P.D.: Conrado, debo de ser algo torpe como para hacerme entender, así que sólo lo intentaré una vez más:
Conrado escribió:
"no sé de dónde te sacas que yo he dicho que solicité estudiar en cierto colegio y además pedir no sé qué."
Creo que es muy sencillo y que tú mismo lo reconoces: "a mi madre sólo le importaba que la enseñanza fuera de calidad" y ello implica que eligió cierto colegio y no otro, con la esperanza de obtener esa "calidad". Si estoy en lo cierto, en caso de que alguien en vuestro lugar hubiera querido, no podría haber exigido a ese cierto colegio que quería que no le impartiese religión. Pero eso no quiere decir que la relgión como asignatura fuera obligatoria.
Conrado escribió:
la inmensa mayoría de colegios públicos impartían religión católica obligatoriamente aunque no lo fuera por ley
De nuevo, creo que sigues confundiendo los planos de los que hablamos: que de hecho la inmensa mayoría de colegios públicos impartieran a principios de los años ochenta religión católica no significa que lo hicieran obligatoriamente por derecho pues lo impedía el derecho - reconocido por fin como principio del Estado de derecho democrático y laico - de los alumnos y sus padres a no recibirla. Al traer aquí la obviedad de que la sociedad española tenía una inercia cultural que impediría un cambio brusco no sé a dónde nos quieres llevar.
Conrado escribió:
Hasta tal punto era obligatoria la religión católica en los colegios de la época (1980-1985) que ni me imaginaba que no fuera obligatoria por ley
Esto es una falacia, pues que tú hayas afirmado sin prueba alguna que la asignatura era obligatoria desconociendo la ley que por derecho exhimía de su obligatoriedad no implica que fuese "obligatoria la religión católica en los colegios de la época".
Conrado escribió:
Por tanto no digas que había colegios que en el año 80-85 no daban religión católica porque serían dos o tres contados con los dedos de una mano de los cuales no tengo noticia que existiesen.

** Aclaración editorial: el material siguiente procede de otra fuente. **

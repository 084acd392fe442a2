//! HTTP server for predictions, metrics and health checks.

use std::sync::Arc;
use std::time::Instant;

use axum::extract::rejection::JsonRejection;
use axum::extract::{DefaultBodyLimit, State};
use axum::http::{header, StatusCode};
use axum::response::{IntoResponse, Response};
use axum::routing::{get, post};
use axum::{Json, Router};
use booking_core::error::Error;
use booking_core::types::{BookingClass, BookingRecord, ClassProbabilities};
use booking_model::inference::{BookingPredictor, Prediction};
use serde_json::{json, Map, Value};
use tokio::net::TcpListener;
use tokio::sync::RwLock;

use crate::form::BookingForm;
use crate::metrics::MetricsRegistry;

/// Largest request body accepted
pub const MAX_BODY_BYTES: usize = 64 * 1024;

/// Server state
pub struct ServerState {
    /// Shared predictor
    pub predictor: BookingPredictor,
    /// Metrics registry
    pub metrics: Arc<MetricsRegistry>,
    /// Application status
    pub status: RwLock<AppStatus>,
    started: Instant,
}

/// Application status
#[derive(Debug, Clone, Copy, PartialEq, Eq)]
pub enum AppStatus {
    /// Starting up
    Starting,
    /// Running normally
    Running,
    /// Serving with placeholder artifacts; predictions will fail
    Degraded,
    /// Shutting down
    ShuttingDown,
}

impl AppStatus {
    fn as_str(self) -> &'static str {
        match self {
            AppStatus::Starting => "starting",
            AppStatus::Running => "ok",
            AppStatus::Degraded => "degraded",
            AppStatus::ShuttingDown => "shutting_down",
        }
    }
}

impl ServerState {
    /// Create a new server state
    #[must_use]
    pub fn new(predictor: BookingPredictor, metrics: Arc<MetricsRegistry>) -> Self {
        Self {
            predictor,
            metrics,
            status: RwLock::new(AppStatus::Starting),
            started: Instant::now(),
        }
    }

    /// Set application status
    pub async fn set_status(&self, status: AppStatus) {
        let mut s = self.status.write().await;
        *s = status;
    }

    /// Get application status
    pub async fn get_status(&self) -> AppStatus {
        *self.status.read().await
    }

    /// Check if application is healthy
    pub async fn is_healthy(&self) -> bool {
        matches!(
            self.get_status().await,
            AppStatus::Running | AppStatus::Starting
        )
    }
}

/// Health check response
#[derive(Debug, serde::Serialize)]
pub struct HealthResponse {
    /// Status string
    pub status: &'static str,
    /// Application version
    pub version: &'static str,
    /// Uptime in seconds
    pub uptime_secs: u64,
    /// Scaler is fitted
    pub scaler_fitted: bool,
    /// Encoders are fitted
    pub encoders_fitted: bool,
}

/// Prediction response body
#[derive(Debug, serde::Serialize)]
pub struct PredictResponse {
    /// Predicted class, 0 or 1
    pub predicted_class: BookingClass,
    /// Per-class probabilities
    pub probabilities: ClassProbabilities,
    /// Probability of the predicted class
    pub confidence: f64,
    /// Human-readable outcome
    pub summary: String,
}

impl From<&Prediction> for PredictResponse {
    fn from(prediction: &Prediction) -> Self {
        Self {
            predicted_class: prediction.predicted_class,
            probabilities: prediction.probabilities,
            confidence: prediction.confidence(),
            summary: prediction.summary(),
        }
    }
}

/// Error response, rendered as `{"error": ...}`
#[derive(Debug)]
pub struct ApiError {
    status: StatusCode,
    message: String,
}

impl ApiError {
    fn new(status: StatusCode, message: impl std::fmt::Display) -> Self {
        Self {
            status,
            message: message.to_string(),
        }
    }
}

impl From<Error> for ApiError {
    fn from(e: Error) -> Self {
        if e.is_input_error() || matches!(e, Error::SerializationError(_)) {
            Self::new(StatusCode::BAD_REQUEST, e)
        } else {
            tracing::error!("Prediction failed: {}", e);
            Self::new(StatusCode::INTERNAL_SERVER_ERROR, e)
        }
    }
}

impl IntoResponse for ApiError {
    fn into_response(self) -> Response {
        (self.status, Json(json!({ "error": self.message }))).into_response()
    }
}

/// Build the HTTP router
pub fn build_router(state: Arc<ServerState>) -> Router {
    Router::new()
        .route("/predict", post(predict_handler))
        .route("/predict/form", post(predict_form_handler))
        .route("/health", get(health_handler))
        .route("/metrics", get(metrics_handler))
        .layer(DefaultBodyLimit::max(MAX_BODY_BYTES))
        .with_state(state)
}

/// Run one prediction and account for it in the metrics
fn respond(
    state: &ServerState,
    record: Result<BookingRecord, ApiError>,
) -> Result<Json<PredictResponse>, ApiError> {
    let result = record.and_then(|record| Ok(state.predictor.predict(&record)?));
    match result {
        Ok(prediction) => {
            state
                .metrics
                .record_prediction(prediction.predicted_class, prediction.latency_ns);
            Ok(Json(PredictResponse::from(&prediction)))
        }
        Err(e) => {
            state.metrics.record_rejection();
            Err(e)
        }
    }
}

/// Malformed bodies are client errors whatever axum's own status would be
fn rejected(rejection: JsonRejection) -> ApiError {
    ApiError::new(StatusCode::BAD_REQUEST, rejection.body_text())
}

/// Classify a raw booking record
async fn predict_handler(
    State(state): State<Arc<ServerState>>,
    payload: Result<Json<BookingRecord>, JsonRejection>,
) -> Result<Json<PredictResponse>, ApiError> {
    let record = payload.map(|Json(record)| record).map_err(rejected);
    respond(&state, record)
}

/// Classify the default booking form with the given fields replaced
async fn predict_form_handler(
    State(state): State<Arc<ServerState>>,
    payload: Result<Json<Map<String, Value>>, JsonRejection>,
) -> Result<Json<PredictResponse>, ApiError> {
    let record = payload.map_err(rejected).and_then(|Json(overrides)| {
        let form = BookingForm::default().apply_overrides(&overrides)?;
        Ok(form.to_booking_record())
    });
    respond(&state, record)
}

async fn health_handler(State(state): State<Arc<ServerState>>) -> (StatusCode, Json<HealthResponse>) {
    let artifacts = state.predictor.store().status();
    let health = HealthResponse {
        status: state.get_status().await.as_str(),
        version: env!("CARGO_PKG_VERSION"),
        uptime_secs: state.started.elapsed().as_secs(),
        scaler_fitted: artifacts.scaler_fitted,
        encoders_fitted: artifacts.encoders_fitted,
    };
    let code = if state.is_healthy().await {
        StatusCode::OK
    } else {
        StatusCode::SERVICE_UNAVAILABLE
    };
    (code, Json(health))
}

async fn metrics_handler(State(state): State<Arc<ServerState>>) -> Result<Response, ApiError> {
    let body = state
        .metrics
        .encode()
        .map_err(|e| ApiError::new(StatusCode::INTERNAL_SERVER_ERROR, e))?;
    Ok(([(header::CONTENT_TYPE, "text/plain; version=0.0.4")], body).into_response())
}

/// Serve the router on an already-bound listener
pub async fn serve(state: Arc<ServerState>, listener: TcpListener) -> anyhow::Result<()> {
    axum::serve(listener, build_router(state)).await?;
    Ok(())
}

/// Bind and start the prediction server
pub async fn start_server(state: Arc<ServerState>, port: u16) -> anyhow::Result<()> {
    let listener = TcpListener::bind(format!("0.0.0.0:{port}")).await?;
    tracing::info!("Prediction server listening on port {}", port);
    serve(state, listener).await
}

Si la discusión fuese sociológica, entendería que la carga de prueba recayese en mí: si yo afirmo que había colegios que en aquellos años no daban religión debería al menos traer aquí uno que lo probase. La verdad, si tuviera más tiempo, no me importaría indagarlo y probarlo. Pues aunque reconozco que culturalmente serían minoría los alumnos y padres que quisieran ejercer su derecho a no recibir la asignatura de religión, seguramente los heterodoxos españoles a principios de los ochenta ya empezarían a asomar la cabeza.

Pero insisto por última vez, aunque quizá en vano, que siempre he entendido que la discusión que pretendíamos hacer sobre tan ambigüo título era puramente filosófica, y que nos conduciría a algo así como la legitimación del laicismo, su raíz ilustrada y su asimilación en las democracias occidentales como la española. Y en ese sentido, desisto ya de entender qué pretendes argumentar con esa retahíla de datos.